From DW News.
Nasry "Tito" Asfura of the right-wing National Party and Liberal Party contender Salvador Nasralla maintain a "technical tie" in the country’s elections, Honduras’ electoral body said. Asfura, backed by US President Donald Trump, only held a lead of 515 votes over Nasralla, National Electoral Council head Ana Paola Hall posted on her X account. A manual count of the votes will now take place, Hall said. The winner with a simple majority will govern the Central American country from 2026 to 2030. Earlier, Trump intervened in the close presidential race by threatening to cut aid to the country if his favored candidate, Asfura, is not successful.

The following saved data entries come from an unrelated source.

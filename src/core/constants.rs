// Numeric tuning shared by the pure interaction logic.
// Times are milliseconds, distances are CSS pixels.

// Grid background
pub const GRID_STRIDE: f64 = 50.0;
pub const GRID_MAX_DISTANCE: f64 = 150.0; // pointer influence radius
pub const GRID_BASE_OPACITY: f64 = 0.15;
pub const GRID_BASE_RADIUS: f64 = 1.0;
pub const GRID_OPACITY_GAIN: f64 = 0.4; // added at distance 0
pub const GRID_RADIUS_GAIN: f64 = 2.0;
pub const GRID_LINK_OPACITY_RATIO: f64 = 0.5;
pub const GRID_OVERLAY_OPACITY: f64 = 0.08;
pub const GRID_LINE_WIDTH: f64 = 0.5;

// Expandable cards
pub const CARD_EXPAND_SCALE: f64 = 2.5;
pub const CARD_SETTLE_MS: u32 = 500;

// Pointer micro-interactions
pub const MAGNETIC_STRENGTH: f64 = 0.1;
pub const TILT_DIVISOR: f64 = 20.0;
pub const TILT_PERSPECTIVE_PX: f64 = 1000.0;
pub const HERO_PARALLAX_SPEED: f64 = 0.3;
pub const HERO_FADE_SPAN: f64 = 0.5; // opacity lost across the full hero height
pub const IMAGE_PARALLAX_DEFAULT_SPEED: f64 = 0.1;
pub const WORK_ITEM_DIM_OPACITY: f64 = 0.5;

// Lifecycle
pub const LOADER_HIDE_MS: u32 = 1800;
pub const LOADER_RELEASE_MS: u32 = 100;
pub const NAV_SCROLLED_OFFSET: f64 = 50.0;
pub const ANCHOR_HEADER_OFFSET: f64 = 100.0;

// Counters
pub const COUNTER_DURATION_MS: u32 = 1500;
pub const COUNTER_STEPS: u32 = 50;
pub const COUNTER_DEFAULT_SUFFIX: &str = "+";

// Service carousel
pub const CAROUSEL_PERIOD_MS: u32 = 2000;
use crate::constants::{ACTIVE, ATTR_BG_COLOR, BG_BAND_MARGIN, BG_BLOB, BG_LAYER, BG_SECTION, BLOB_COLOR_PROP};
use crate::core::{Backdrop, BackdropChange};
use crate::{dom, observe};
use std::cell::RefCell;
use std::rc::Rc;
use wasm_bindgen::JsCast;
use web_sys as web;

struct BackdropLayer {
    root: Option<web::HtmlElement>,
    layer: Option<web::HtmlElement>,
    blob: Option<web::HtmlElement>,
}

impl BackdropLayer {
    fn restart_blob(&self) {
        if let Some(blob) = &self.blob {
            // Force a reflow so the entry animation runs again.
            dom::remove_class(blob, ACTIVE);
            _ = blob.offset_width();
            dom::add_class(blob, ACTIVE);
        }
    }

    fn apply(&self, change: &BackdropChange) {
        match change {
            BackdropChange::Recolor { color } => {
                if let Some(layer) = &self.layer {
                    dom::set_style(layer, "background-color", color);
                }
                if let Some(root) = &self.root {
                    dom::set_style(root, BLOB_COLOR_PROP, color);
                }
                self.restart_blob();
            }
            BackdropChange::ActivateBlob => self.restart_blob(),
            BackdropChange::DeactivateBlob => {
                if let Some(blob) = &self.blob {
                    dom::remove_class(blob, ACTIVE);
                }
            }
        }
    }
}

/// Recolor the page background as `[data-bg-color]` sections pass through
/// the central band of the viewport.
pub fn wire_backdrop(document: &web::Document) -> anyhow::Result<()> {
    let sections = dom::query_all(document, BG_SECTION);
    if sections.is_empty() {
        log::debug!("[backdrop] no colored sections");
        return Ok(());
    }
    let out = BackdropLayer {
        root: document
            .document_element()
            .and_then(|e| e.dyn_into::<web::HtmlElement>().ok()),
        layer: dom::query_one(document, BG_LAYER),
        blob: dom::query_one(document, BG_BLOB),
    };
    let state = Rc::new(RefCell::new(Backdrop::new()));
    let sections = Rc::new(sections);

    let sections_cb = sections.clone();
    let obs = observe::observer(0.0, BG_BAND_MARGIN, move |_, el, intersecting| {
        let Some(index) = dom::index_of(&sections_cb, &el) else {
            return;
        };
        let change = if intersecting {
            let color = el.get_attribute(ATTR_BG_COLOR).unwrap_or_default();
            state.borrow_mut().enter(index, &color)
        } else {
            state.borrow_mut().exit(index)
        };
        if let Some(change) = change {
            log::debug!("[backdrop] section {index}: {:?}", change);
            out.apply(&change);
        }
    })?;
    observe::observe_all(&obs, &sections);
    log::info!("[backdrop] watching {} sections", sections.len());
    Ok(())
}
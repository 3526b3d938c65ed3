// Host-side tests for pointer/scroll motion math and the frame latches.
// The main crate is wasm-only, so we include the pure-Rust modules directly.

#![allow(dead_code)]
mod constants {
    include!("../src/core/constants.rs");
}
mod motion {
    include!("../src/core/motion.rs");
}
mod gate {
    include!("../src/core/gate.rs");
}

use gate::*;
use glam::DVec2;
use motion::*;

const EPS: f64 = 1e-9;

#[test]
fn magnetic_moves_ten_percent_toward_pointer() {
    let center = DVec2::new(100.0, 50.0);
    let off = magnetic_offset(DVec2::new(140.0, 30.0), center);
    assert!((off.x - 4.0).abs() < EPS);
    assert!((off.y + 2.0).abs() < EPS);
    assert_eq!(magnetic_offset(center, center), DVec2::ZERO);
    assert_eq!(magnetic_transform(DVec2::new(4.0, -2.0)), "translate(4px, -2px)");
}

#[test]
fn tilt_is_small_angle_and_signed() {
    let (rx, ry) = tilt_angles(DVec2::new(40.0, 20.0));
    assert!((rx + 1.0).abs() < EPS, "pointer below center tips back");
    assert!((ry - 2.0).abs() < EPS);
    assert_eq!(
        tilt_transform(DVec2::new(40.0, -20.0)),
        "perspective(1000px) rotateX(1deg) rotateY(2deg)"
    );
    assert_eq!(tilt_reset(), "perspective(1000px) rotateX(0deg) rotateY(0deg)");
}

#[test]
fn hero_parallax_fades_and_drifts_until_hero_height() {
    let top = hero_parallax(0.0, 800.0).unwrap();
    assert_eq!(top.opacity, 1.0);
    assert_eq!(top.translate_y, 0.0);

    let half = hero_parallax(400.0, 800.0).unwrap();
    assert!((half.opacity - 0.75).abs() < EPS);
    assert!((half.translate_y - 120.0).abs() < EPS);

    assert!(hero_parallax(800.0, 800.0).is_none());
    assert!(hero_parallax(1200.0, 800.0).is_none());
    assert!(hero_parallax(10.0, 0.0).is_none());
}

#[test]
fn image_parallax_is_zero_at_viewport_center() {
    assert_eq!(image_parallax(400.0, 800.0, 0.1), 0.0);
    assert!((image_parallax(600.0, 800.0, 0.1) + 20.0).abs() < EPS);
    assert!((image_parallax(200.0, 800.0, 0.2) - 40.0).abs() < EPS);
}

#[test]
fn parallax_speed_falls_back_to_default() {
    assert_eq!(parallax_speed(Some("0.25")), 0.25);
    assert_eq!(parallax_speed(Some(" -0.1 ")), -0.1);
    assert_eq!(parallax_speed(Some("fast")), 0.1);
    assert_eq!(parallax_speed(Some("NaN")), 0.1);
    assert_eq!(parallax_speed(None), 0.1);
}

#[test]
fn frame_latch_coalesces_requests() {
    let mut latch = FrameLatch::default();
    assert!(latch.request());
    assert!(!latch.request());
    assert!(!latch.request());
    assert!(latch.is_pending());
    latch.release();
    assert!(latch.request());
}

#[test]
fn gate_runs_until_paused() {
    let mut gate = FrameGate::new();
    assert!(gate.start());
    assert!(!gate.start(), "one loop only");
    assert!(gate.on_frame());
    assert!(gate.on_frame());
}

#[test]
fn gate_pause_then_resume_schedules_exactly_one_frame() {
    let mut gate = FrameGate::new();
    gate.start();
    assert!(gate.on_frame());
    gate.pause();
    // The frame already in flight fires but neither draws nor reschedules.
    assert!(!gate.on_frame());
    assert!(gate.is_paused());

    assert!(gate.resume());
    assert!(!gate.resume(), "second resume must not start a second loop");
    assert!(gate.on_frame());
}

#[test]
fn gate_quick_hide_show_keeps_pending_frame() {
    let mut gate = FrameGate::new();
    gate.start();
    gate.pause();
    // Shown again before the pending frame fired: nothing new to request.
    assert!(!gate.resume());
    assert!(gate.on_frame());
}

#[test]
fn gate_started_hidden_waits_for_resume() {
    let mut gate = FrameGate::new();
    gate.pause();
    assert!(!gate.start());
    assert!(gate.resume());
    assert!(gate.on_frame());
}
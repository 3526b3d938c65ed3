// Host-side tests for the section background and the service carousel.
// The main crate is wasm-only, so we include the pure-Rust modules directly.

#![allow(dead_code)]
mod backdrop {
    include!("../src/core/backdrop.rs");
}
mod carousel {
    include!("../src/core/carousel.rs");
}

use backdrop::*;
use carousel::*;

#[test]
fn first_section_recolors() {
    let mut b = Backdrop::new();
    assert_eq!(
        b.enter(0, "#101820"),
        Some(BackdropChange::Recolor {
            color: "#101820".into()
        })
    );
    assert_eq!(b.color(), Some("#101820"));
    assert!(b.blob_active());
}

#[test]
fn same_color_is_skipped() {
    let mut b = Backdrop::new();
    b.enter(0, "#fff");
    assert_eq!(b.enter(1, "#fff"), None);
    assert_eq!(b.enter(1, " #fff "), None);
    assert_eq!(b.color(), Some("#fff"));
}

#[test]
fn different_color_takes_over() {
    let mut b = Backdrop::new();
    b.enter(0, "#fff");
    assert_eq!(
        b.enter(1, "#000"),
        Some(BackdropChange::Recolor {
            color: "#000".into()
        })
    );
    // The old owner leaving no longer affects the blob.
    assert_eq!(b.exit(0), None);
    assert!(b.blob_active());
}

#[test]
fn owner_exit_deactivates_blob_once() {
    let mut b = Backdrop::new();
    b.enter(2, "tomato");
    assert_eq!(b.exit(2), Some(BackdropChange::DeactivateBlob));
    assert_eq!(b.exit(2), None);
    assert!(!b.blob_active());
    // Color is kept.
    assert_eq!(b.color(), Some("tomato"));
}

#[test]
fn same_color_returning_reactivates_blob_only() {
    let mut b = Backdrop::new();
    b.enter(0, "#fff");
    assert_eq!(b.exit(0), Some(BackdropChange::DeactivateBlob));
    assert_eq!(b.enter(0, "#fff"), Some(BackdropChange::ActivateBlob));
    assert!(b.blob_active());
    assert_eq!(b.color(), Some("#fff"));
    // Already active again: nothing to do.
    assert_eq!(b.enter(1, "#fff"), None);
    assert_eq!(b.exit(1), Some(BackdropChange::DeactivateBlob));
}

#[test]
fn empty_color_is_ignored() {
    let mut b = Backdrop::new();
    assert_eq!(b.enter(0, "  "), None);
    assert_eq!(b.color(), None);
}

#[test]
fn carousel_starts_at_zero_and_wraps() {
    let mut c = Carousel::new(3);
    assert_eq!(c.advance(), None, "not running yet");
    assert_eq!(c.start(), Some(0));
    assert_eq!(c.start(), None, "already running");
    assert_eq!(c.advance(), Some(1));
    assert_eq!(c.advance(), Some(2));
    assert_eq!(c.advance(), Some(0));
}

#[test]
fn carousel_stop_resets_index() {
    let mut c = Carousel::new(4);
    c.start();
    c.advance();
    c.advance();
    c.stop();
    assert!(!c.is_running());
    assert_eq!(c.index(), 0);
    assert_eq!(c.start(), Some(0));
}

#[test]
fn empty_carousel_never_runs() {
    let mut c = Carousel::new(0);
    assert_eq!(c.start(), None);
    assert_eq!(c.advance(), None);
}
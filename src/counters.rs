use crate::constants::{ATTR_SUFFIX, COUNTER_THRESHOLD, STAT_NUMBER};
use crate::core::constants::COUNTER_DEFAULT_SUFFIX;
use crate::core::{parse_leading_int, CountUp};
use crate::{dom, observe};
use gloo_timers::callback::Interval;
use std::cell::RefCell;
use std::rc::Rc;
use wasm_bindgen::JsCast;
use web_sys as web;

/// Count `el` up from zero to the number it currently displays.
fn animate(el: web::HtmlElement) {
    let text = el.text_content().unwrap_or_default();
    let Some(target) = parse_leading_int(&text) else {
        log::debug!("[counter] not a number: {text:?}");
        return;
    };
    let suffix = el
        .get_attribute(ATTR_SUFFIX)
        .unwrap_or_else(|| COUNTER_DEFAULT_SUFFIX.to_string());
    let mut steps = CountUp::new(target, suffix);

    // The slot lets the last tick cancel its own interval.
    let slot: Rc<RefCell<Option<Interval>>> = Rc::new(RefCell::new(None));
    let slot_tick = slot.clone();
    let interval = Interval::new(CountUp::step_ms(), move || {
        if let Some(text) = steps.next() {
            el.set_text_content(Some(&text));
        }
        if steps.is_done() {
            let done = slot_tick.borrow_mut().take();
            if let Some(done) = done {
                _ = done.cancel();
            }
        }
    });
    *slot.borrow_mut() = Some(interval);
}

pub fn wire_counters(document: &web::Document) -> anyhow::Result<()> {
    let stats = dom::query_all(document, STAT_NUMBER);
    if stats.is_empty() {
        return Ok(());
    }
    let obs = observe::observer(COUNTER_THRESHOLD, "0px", move |obs, el, intersecting| {
        if !intersecting {
            return;
        }
        obs.unobserve(&el);
        if let Ok(el) = el.dyn_into::<web::HtmlElement>() {
            animate(el);
        }
    })?;
    observe::observe_all(&obs, &stats);
    log::info!("[counter] {} stat counters", stats.len());
    Ok(())
}
use crate::core::constants::{GRID_LINE_WIDTH, GRID_OVERLAY_OPACITY};
use crate::core::{axis, lattice, GridParams};
use crate::dom;
use crate::frame::{self, FrameDriver};
use glam::DVec2;
use std::cell::RefCell;
use std::f64::consts::TAU;
use std::rc::Rc;
use wasm_bindgen::JsCast;
use web_sys as web;

/// Full-viewport dotted grid that brightens around the pointer.
pub struct GridRenderer {
    canvas: web::HtmlCanvasElement,
    ctx: web::CanvasRenderingContext2d,
    params: GridParams,
    pointer: DVec2,
}

#[inline]
fn rgba_black(alpha: f64) -> String {
    format!("rgba(0, 0, 0, {alpha})")
}

impl GridRenderer {
    pub fn new(canvas: web::HtmlCanvasElement, ctx: web::CanvasRenderingContext2d) -> Self {
        Self {
            canvas,
            ctx,
            params: GridParams::default(),
            pointer: DVec2::ZERO,
        }
    }

    pub fn set_pointer(&mut self, x: f64, y: f64) {
        self.pointer = DVec2::new(x, y);
    }

    pub fn resize_to_viewport(&self) {
        let (w, h) = dom::viewport_size();
        self.canvas.set_width(w.max(0.0) as u32);
        self.canvas.set_height(h.max(0.0) as u32);
    }

    fn size(&self) -> DVec2 {
        DVec2::new(self.canvas.width() as f64, self.canvas.height() as f64)
    }

    fn stroke_line(&self, from: DVec2, to: DVec2) {
        self.ctx.begin_path();
        self.ctx.move_to(from.x, from.y);
        self.ctx.line_to(to.x, to.y);
        self.ctx.stroke();
    }

    fn draw_dots(&self, size: DVec2) {
        let ctx = &self.ctx;
        let stride = self.params.stride;
        for dot in lattice(size, self.pointer, self.params) {
            ctx.begin_path();
            _ = ctx.arc(dot.pos.x, dot.pos.y, dot.radius, 0.0, TAU);
            ctx.set_fill_style_str(&rgba_black(dot.opacity));
            ctx.fill();

            if !dot.near {
                continue;
            }
            ctx.set_stroke_style_str(&rgba_black(dot.link_opacity()));
            ctx.set_line_width(GRID_LINE_WIDTH);
            if dot.link_right {
                self.stroke_line(dot.pos, dot.pos + DVec2::new(stride, 0.0));
            }
            if dot.link_down {
                self.stroke_line(dot.pos, dot.pos + DVec2::new(0.0, stride));
            }
        }
    }

    fn draw_overlay(&self, size: DVec2) {
        self.ctx.set_stroke_style_str(&rgba_black(GRID_OVERLAY_OPACITY));
        self.ctx.set_line_width(GRID_LINE_WIDTH);
        for x in axis(size.x, self.params.stride) {
            self.stroke_line(DVec2::new(x, 0.0), DVec2::new(x, size.y));
        }
        for y in axis(size.y, self.params.stride) {
            self.stroke_line(DVec2::new(0.0, y), DVec2::new(size.x, y));
        }
    }
}

impl FrameDriver for GridRenderer {
    fn frame(&mut self) {
        let size = self.size();
        self.ctx.clear_rect(0.0, 0.0, size.x, size.y);
        self.draw_dots(size);
        self.draw_overlay(size);
    }
}

/// Start the grid background on `#grid-canvas`. Without the canvas or a 2D
/// context nothing starts.
pub fn wire_grid(document: &web::Document) -> anyhow::Result<()> {
    let Some(canvas) = document
        .get_element_by_id(crate::constants::GRID_CANVAS_ID)
        .and_then(|el| el.dyn_into::<web::HtmlCanvasElement>().ok())
    else {
        log::debug!("[grid] no canvas");
        return Ok(());
    };
    let Some(ctx) = canvas
        .get_context("2d")
        .ok()
        .flatten()
        .and_then(|c| c.dyn_into::<web::CanvasRenderingContext2d>().ok())
    else {
        log::debug!("[grid] no 2d context");
        return Ok(());
    };

    let renderer = Rc::new(RefCell::new(GridRenderer::new(canvas, ctx)));
    renderer.borrow().resize_to_viewport();

    let r = renderer.clone();
    dom::listen(document, "mousemove", move |ev: web::MouseEvent| {
        r.borrow_mut()
            .set_pointer(ev.client_x() as f64, ev.client_y() as f64);
    });

    let r = renderer.clone();
    dom::on_window("resize", move |_: web::Event| {
        r.borrow().resize_to_viewport();
    });

    frame::start_loop(renderer);
    log::info!("[grid] started");
    Ok(())
}
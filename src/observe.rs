use wasm_bindgen::closure::Closure;
use wasm_bindgen::{JsCast, JsValue};
use web_sys as web;

/// Build an `IntersectionObserver` whose callback receives each entry's
/// target and intersecting flag, in the order the browser reports them.
///
/// The callback closure is leaked: observers in this crate live for the
/// page's lifetime and detach targets individually via `unobserve`.
pub fn observer(
    threshold: f64,
    root_margin: &str,
    mut on_entry: impl FnMut(&web::IntersectionObserver, web::Element, bool) + 'static,
) -> anyhow::Result<web::IntersectionObserver> {
    let callback = Closure::wrap(Box::new(
        move |entries: js_sys::Array, obs: web::IntersectionObserver| {
            for entry in entries.iter() {
                let Ok(entry) = entry.dyn_into::<web::IntersectionObserverEntry>() else {
                    continue;
                };
                on_entry(&obs, entry.target(), entry.is_intersecting());
            }
        },
    ) as Box<dyn FnMut(js_sys::Array, web::IntersectionObserver)>);

    let options = web::IntersectionObserverInit::new();
    options.set_threshold(&JsValue::from_f64(threshold));
    options.set_root_margin(root_margin);

    let obs = web::IntersectionObserver::new_with_options(
        callback.as_ref().unchecked_ref(),
        &options,
    )
    .map_err(|e| anyhow::anyhow!("IntersectionObserver: {:?}", e))?;
    callback.forget();
    Ok(obs)
}

pub fn observe_all(obs: &web::IntersectionObserver, targets: &[web::HtmlElement]) {
    for t in targets {
        obs.observe(t);
    }
}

Trump also announced that he would pardon a former President Juan Orlando Hernandez.
Who are the candidates for the next president of Honduras?
Honduras could be the next country in Latin America, after Argentina and Bolivia, to lurch to the right after years of leftist rule. Polls show three candidates neck-and-neck in the race to succeed leftist President Xiomara Castro, whose husband, Manuel Zelaya, also led the country before being toppled in a 2009 coup. Trump-backed Asfura, 60-year-old lawyer Rixi Moncada from the ruling Libre party, and 72-year-old TV host Salvador Nasralla of the Liberal Party are the leading candidates to become the next president of Honduras.
Trump has conditioned continued financial support for one of Latin America’s poorest countries on Asfura, the 67-year-old former mayor of Honduras’ capital Tegucigalpa, winning. "If he (Asfura) doesn’t win, the United States will not be throwing good money after bad," he posted on Friday on his Truth Social platform, echoing threats he made in support of Argentine President Javier Milei’s party in recent midterms. Trump also announced on Friday he planned to pardon former Honduran President Hernandez, of the National Party, who is serving a 45-year prison sentence in the United States for cocaine trafficking and other charges. The elections, in which the 128 members of Congress, hundreds of mayors, and thousands of other public officials will also be elected, are taking place in a polarized climate, with the three top candidates accusing each other of fraud. Moncada has even suggested she will not recognize the official results.